## The task
Search the records for "ExportFile". Report every line where it occurs.

[Opening Extracted records section]

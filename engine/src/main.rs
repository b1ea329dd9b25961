//! Poultry Ledger - command line front end
//!
//! Imports and exports spreadsheet data, prints cage and analytics reports as
//! JSON, and takes or restores full backups of the local data file.

use std::path::{Path, PathBuf};
use std::sync::Arc;

use anyhow::Context;
use chrono::Utc;
use clap::{Parser, Subcommand, ValueEnum};
use serde::Serialize;
use tracing_subscriber::{layer::SubscriberExt, util::SubscriberInitExt};

use poultry_ledger::config::Config;
use poultry_ledger::error::AppError;
use poultry_ledger::services::backup::BackupDocument;
use poultry_ledger::services::csv_export::ExportFile;
use poultry_ledger::services::csv_import::ImportOptions;
use poultry_ledger::services::{
    AnalyticsService, BackupService, CageDetailService, CsvExportService, CsvImportService,
};
use poultry_ledger::storage::{FileStore, Store};
use shared::csv_text::EntityKind;
use shared::types::{DateRange, MissingReferencePolicy};

#[derive(Parser)]
#[command(name = "poultry-ledger")]
#[command(about = "Layer farm production ledger", long_about = None)]
struct Cli {
    /// Data file to use instead of the configured one
    #[arg(long, global = true)]
    data_file: Option<PathBuf>,

    #[command(subcommand)]
    command: Commands,
}

#[derive(Clone, Copy, ValueEnum)]
enum Format {
    Csv,
    Json,
}

#[derive(Subcommand)]
enum Commands {
    /// Import a CSV file
    Import {
        /// production-logs, sales, expenses or feed-logs
        entity: EntityKind,

        file: PathBuf,

        /// Fail rows naming an unknown cycle or cage instead of creating them
        #[arg(long)]
        reject_missing: bool,
    },

    /// Export stored records
    Export {
        entity: EntityKind,

        /// Only records of this cycle
        #[arg(long)]
        cycle: Option<i64>,

        #[arg(short, long, value_enum, default_value = "csv")]
        format: Format,

        /// Write the file into this directory instead of printing it
        #[arg(short, long)]
        out: Option<PathBuf>,
    },

    /// Print an import template
    Template {
        entity: EntityKind,

        #[arg(short, long)]
        out: Option<PathBuf>,
    },

    /// Show one cage with its metrics
    Cage { id: i64 },

    /// Print the analytics report
    Analytics {
        #[arg(long)]
        cycle: Option<i64>,

        /// Only look at the last N days
        #[arg(long, conflicts_with = "all")]
        days: Option<u32>,

        /// Look at every log
        #[arg(long)]
        all: bool,

        /// Limit the KPIs and charts to one cage
        #[arg(long)]
        cage: Option<i64>,

        /// Write the analytics export document into this directory
        #[arg(long)]
        export: Option<PathBuf>,
    },

    /// Write a full backup
    Backup {
        #[arg(short, long, default_value = ".")]
        out: PathBuf,

        /// Only export cycle definitions
        #[arg(long)]
        cycles_only: bool,
    },

    /// Restore a full backup
    Restore {
        file: PathBuf,

        /// Empty every collection before restoring
        #[arg(long)]
        replace: bool,
    },
}

#[tokio::main]
async fn main() -> anyhow::Result<()> {
    let cli = Cli::parse();

    // Load configuration
    dotenvy::dotenv().ok();
    let config = Config::load()?;
    init_tracing(&config);

    let data_file = cli
        .data_file
        .clone()
        .unwrap_or_else(|| PathBuf::from(&config.storage.data_file));
    tracing::debug!(environment = %config.environment, data_file = %data_file.display(), "Starting");
    let store: Arc<dyn Store> = Arc::new(
        FileStore::open(&data_file)
            .await
            .with_context(|| format!("opening {}", data_file.display()))?,
    );

    if let Err(err) = run(cli.command, &config, store).await {
        if let Some(report) = error_report(&err) {
            eprintln!("{}", report);
            std::process::exit(1);
        }
        return Err(err);
    }
    Ok(())
}

/// Service failures print as a coded JSON report with a `retryable` flag
fn error_report(err: &anyhow::Error) -> Option<String> {
    let app_error = err.downcast_ref::<AppError>()?;
    serde_json::to_string_pretty(&app_error.to_response()).ok()
}

fn init_tracing(config: &Config) {
    let filter = tracing_subscriber::EnvFilter::try_from_default_env()
        .unwrap_or_else(|_| "poultry_ledger=info".into());
    // Logs go to stderr so stdout stays clean for JSON and CSV output
    let registry = tracing_subscriber::registry().with(filter);
    if config.logging.json {
        registry
            .with(tracing_subscriber::fmt::layer().json().with_writer(std::io::stderr))
            .init();
    } else {
        registry
            .with(tracing_subscriber::fmt::layer().with_writer(std::io::stderr))
            .init();
    }
}

async fn run(command: Commands, config: &Config, store: Arc<dyn Store>) -> anyhow::Result<()> {
    let today = Utc::now().date_naive();

    match command {
        Commands::Import {
            entity,
            file,
            reject_missing,
        } => {
            let text = tokio::fs::read_to_string(&file)
                .await
                .with_context(|| format!("reading {}", file.display()))?;
            let policy = if reject_missing {
                MissingReferencePolicy::Reject
            } else {
                config.import.missing_reference_policy
            };
            let options = ImportOptions {
                policy,
                default_cage_capacity: config.import.default_cage_capacity,
                default_breed: config.import.default_breed.clone(),
            };
            let results = CsvImportService::new(store)
                .with_options(options)
                .import(entity, &text)
                .await?;
            print_json(&results)?;
        }

        Commands::Export {
            entity,
            cycle,
            format,
            out,
        } => {
            let service = CsvExportService::new(store);
            let file = match format {
                Format::Csv => service.export_csv(entity, cycle, today).await?,
                Format::Json => service.export_json(entity, cycle, today).await?,
            };
            emit(file, out.as_deref()).await?;
        }

        Commands::Template { entity, out } => {
            emit(CsvExportService::template(entity), out.as_deref()).await?;
        }

        Commands::Cage { id } => {
            let detail = CageDetailService::new(store).load(id).await?;
            print_json(&detail)?;
        }

        Commands::Analytics {
            cycle,
            days,
            all,
            cage,
            export,
        } => {
            let service = AnalyticsService::new(store)
                .with_default_range(DateRange::LastDays(config.analytics.date_range_days));
            let mut filter = service.default_filter(today).with_cage(cage);
            if all {
                filter = filter.with_range(DateRange::All);
            } else if let Some(days) = days {
                filter = filter.with_range(DateRange::LastDays(days));
            }

            match export {
                Some(dir) => {
                    let (file_name, document) = service.export(cycle, Utc::now()).await?;
                    let content = serde_json::to_string_pretty(&document)?;
                    emit(ExportFile { file_name, content }, Some(&dir)).await?;
                }
                None => print_json(&service.report(cycle, filter).await?)?,
            }
        }

        Commands::Backup { out, cycles_only } => {
            let service = BackupService::new(store);
            let (file_name, content) = if cycles_only {
                let (name, export) = service.export_cycles(Utc::now()).await?;
                (name, serde_json::to_string_pretty(&export)?)
            } else {
                let (name, document) = service.export_all(Utc::now()).await?;
                (name, serde_json::to_string_pretty(&document)?)
            };
            emit(ExportFile { file_name, content }, Some(&out)).await?;
        }

        Commands::Restore { file, replace } => {
            let bytes = tokio::fs::read(&file)
                .await
                .with_context(|| format!("reading {}", file.display()))?;
            let document: BackupDocument =
                serde_json::from_slice(&bytes).context("backup file is not a valid backup document")?;
            let counts = BackupService::new(store).restore(document, replace).await?;
            let by_store: std::collections::BTreeMap<&str, usize> =
                counts.into_iter().map(|(c, n)| (c.store_name(), n)).collect();
            print_json(&by_store)?;
        }
    }

    Ok(())
}

fn print_json<T: Serialize>(value: &T) -> anyhow::Result<()> {
    println!("{}", serde_json::to_string_pretty(value)?);
    Ok(())
}

/// Print the file, or write it under its own name into `dir`
async fn emit(file: ExportFile, dir: Option<&Path>) -> anyhow::Result<()> {
    match dir {
        Some(dir) => {
            tokio::fs::create_dir_all(dir).await?;
            let path = dir.join(&file.file_name);
            tokio::fs::write(&path, file.content).await?;
            tracing::info!(path = %path.display(), "Wrote file");
            eprintln!("{}", path.display());
        }
        None => println!("{}", file.content),
    }
    Ok(())
}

[Closing Extracted records section]

## Completed exercise
use poultry_ledger::services::csv_export::ExportFile;
                    emit(ExportFile { file_name, content }, Some(&dir)).await?;
            emit(ExportFile { file_name, content }, Some(&out)).await?;
async fn emit(file: ExportFile, dir: Option<&Path>) -> anyhow::Result<()> {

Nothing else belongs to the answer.